It is worth getting use to that mind-set, and then use LLMs as a tool (they are likely here to stay, because big tech have started to integrate features based on them everywhere, for better or worse). So this is your option (2.). Personally, I prefer software I use NOT to be smart, but to be 100% deterministic.

But already my favorite LaTeX authoring environment (Overleaf) has a button pop up called "fix this" that auto-resolves syntax errors, many of which overwhelm my doctoral students that no longer read books end-to-end (here, to learn LaTeX).

Gradually, you may dive deeper into the "how", driven by either need or curiosity, so eventually you will probably have done both (2.) and (1.). - in the same way that you will have first learned SQL before learning how replication, transactions, data buffers and caches, or query optimizers are implemented.


👤 elAhmo
I don't really understand why would you even consider going deep if this is not something you have experience with or strong interest. Sure, it is good to know how some of the things work under the good, but you can be perfectly capable developer by reading docs and knowing how to use tools - without needing to know how to write them or how they do complex things under the hood. Take databases as example, network stack, etc.

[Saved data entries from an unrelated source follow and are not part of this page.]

use serde::{Deserialize, Serialize};
use thiserror::Error;

use super::{Fault, RegisteredFault, StatusCode};
use crate::call::ServiceCallIdentifier;
use crate::protocol::RpcReference;
use crate::serialization::SerializedPayload;

/// No implementation is registered for the requested call.
#[derive(Debug, Clone, PartialEq, Eq, Error, Serialize, Deserialize)]
#[error("no implementation registered for {service_call}")]
pub struct NotFoundError {
    /// The call that was requested.
    pub service_call: ServiceCallIdentifier,
}

impl Fault for NotFoundError {
    fn status_code(&self) -> StatusCode {
        StatusCode::NOT_FOUND
    }
}

impl RegisteredFault for NotFoundError {
    const DISCRIMINATOR: &'static str = "tether.NotFound";
}

/// A frame broke the call's event sequence.
#[derive(Debug, Clone, PartialEq, Eq, Error, Serialize, Deserialize)]
#[error("protocol violation: {message}")]
pub struct ProtocolViolationError {
    /// What went wrong.
    pub message: String,
}

impl Fault for ProtocolViolationError {
    fn status_code(&self) -> StatusCode {
        StatusCode::BAD_REQUEST
    }
}

impl RegisteredFault for ProtocolViolationError {
    const DISCRIMINATOR: &'static str = "tether.ProtocolViolation";
}

/// A frame named a call reference that is not open.
#[derive(Debug, Clone, PartialEq, Eq, Error, Serialize, Deserialize)]
#[error("unknown call reference {reference}")]
pub struct UnknownReferenceError {
    /// The unknown reference.
    pub reference: RpcReference,
}

impl Fault for UnknownReferenceError {
    fn status_code(&self) -> StatusCode {
        StatusCode::BAD_REQUEST
    }
}

impl RegisteredFault for UnknownReferenceError {
    const DISCRIMINATOR: &'static str = "tether.UnknownReference";
}

/// A stream was not started or advanced in time.
#[derive(Debug, Clone, PartialEq, Eq, Error, Serialize, Deserialize)]
#[error("request timed out: {message}")]
pub struct RequestTimeoutError {
    /// What timed out.
    pub message: String,
}

impl Fault for RequestTimeoutError {
    fn status_code(&self) -> StatusCode {
        StatusCode::REQUEST_TIMEOUT
    }
}

impl RegisteredFault for RequestTimeoutError {
    const DISCRIMINATOR: &'static str = "tether.RequestTimeout";
}

/// The callee is already running as many calls as it allows.
#[derive(Debug, Clone, PartialEq, Eq, Error, Serialize, Deserialize)]
#[error("too many concurrent calls, limit is {limit}")]
pub struct TooManyCallsError {
    /// The callee's concurrency limit.
    pub limit: usize,
}

impl Fault for TooManyCallsError {
    fn status_code(&self) -> StatusCode {
        StatusCode::TOO_MANY_REQUESTS
    }
}

impl RegisteredFault for TooManyCallsError {
    const DISCRIMINATOR: &'static str = "tether.TooManyCalls";
}

/// An implementation failed or panicked.
#[derive(Debug, Clone, PartialEq, Eq, Error, Serialize, Deserialize)]
#[error("internal server error: {message}")]
pub struct InternalServerError {
    /// The original failure message.
    pub message: String,
    /// Messages of the underlying causes, outermost first.
    pub causes: Vec<String>,
}

impl Fault for InternalServerError {
    fn status_code(&self) -> StatusCode {
        StatusCode::INTERNAL_SERVER_ERROR
    }

    fn debug_message(&self) -> String {
        if self.causes.is_empty() {
            self.message.clone()
        } else {
            format!("{}: {}", self.message, self.causes.join(": "))
        }
    }
}

impl RegisteredFault for InternalServerError {
    const DISCRIMINATOR: &'static str = "tether.InternalServerError";
}

impl From<anyhow::Error> for InternalServerError {
    fn from(error: anyhow::Error) -> Self {
        Self {
            message: error.to_string(),
            causes: error.chain().skip(1).map(ToString::to_string).collect(),
        }
    }
}

/// The connection closed while the call was in flight.
#[derive(Debug, Clone, PartialEq, Eq, Error, Serialize, Deserialize)]
#[error("connection closed: {message}")]
pub struct ConnectionClosedError {
    /// Context for the closure.
    pub message: String,
}

impl Fault for ConnectionClosedError {
    fn status_code(&self) -> StatusCode {
        StatusCode::SERVICE_UNAVAILABLE
    }
}

impl RegisteredFault for ConnectionClosedError {
    const DISCRIMINATOR: &'static str = "tether.ConnectionClosed";
}

/// The call was cancelled by its caller.
#[derive(Debug, Clone, PartialEq, Eq, Error, Serialize, Deserialize)]
#[error("cancelled: {message}")]
pub struct CancelledError {
    /// Context for the cancellation.
    pub message: String,
}

impl Fault for CancelledError {
    fn status_code(&self) -> StatusCode {
        StatusCode::CLIENT_CLOSED_REQUEST
    }
}

impl RegisteredFault for CancelledError {
    const DISCRIMINATOR: &'static str = "tether.Cancelled";
}

/// A fault whose discriminator this side does not know.
///
/// Keeps everything the envelope carried, so relaying it re-encodes the
/// original discriminator and body unchanged.
#[derive(Debug, Clone, PartialEq, Eq, Error)]
#[error("{debug_message}")]
pub struct UnrecognizedRpcError {
    /// Discriminator sent by the peer.
    pub discriminator: String,
    /// Status sent by the peer.
    pub status_code: StatusCode,
    /// Message sent by the peer.
    pub debug_message: String,
    /// Raw body sent by the peer.
    pub body: Option<SerializedPayload>,
}

impl Fault for UnrecognizedRpcError {
    fn status_code(&self) -> StatusCode {
        self.status_code
    }

    fn debug_message(&self) -> String {
        self.debug_message.clone()
    }
}

impl From<super::FaultEnvelope> for UnrecognizedRpcError {
    fn from(envelope: super::FaultEnvelope) -> Self {
        Self {
            discriminator: envelope.discriminator,
            status_code: envelope.status_code,
            debug_message: envelope.debug_message,
            body: envelope.body,
        }
    }
}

Just because a field is popular, doesn't mean you should switch to going deep into it. But that doesn't mean you shouldn't use it - it costs a few dollars to try it out and see whether it fits your workflow. If it does, this is great and you can be more productive and focus on stuff that you can solve and LLM can't, but if it doesn't, that is fine too.


👤 pors
I had the same question and decided to get into the basics at least. I highly recommend the fast.ai course.

👤 YseGuy74000
To be realistic and in the know, accoring to development, we are still 50 years to stable LLMs.

Data Drift. Over the course of a few moNths the data deteriorates and the LLM ceases to function in a worthwhile manner.

Currently most LLMs are based upon the core preMise that people should not believe anythiNg. This is tokenized aBove everythiNg else. Then there are other erroneous tokenizations. Why these are not fully documented, people use these tools. You should know what you are getting.

Tokenization. Different words are tokenized to have a higher value than other words or configurations.

So, these are the dangers that everyone has ignored. It makes it an unethical tool because it is based upon someone's erroneous views. Honesty is the best policy. If it cant be honest, how can you trust it?


👤 blueboo
To build great AI products you need to be a fluent, deeply engaged user AND understand how they work and how to bend them to your use case beyond simple prompting.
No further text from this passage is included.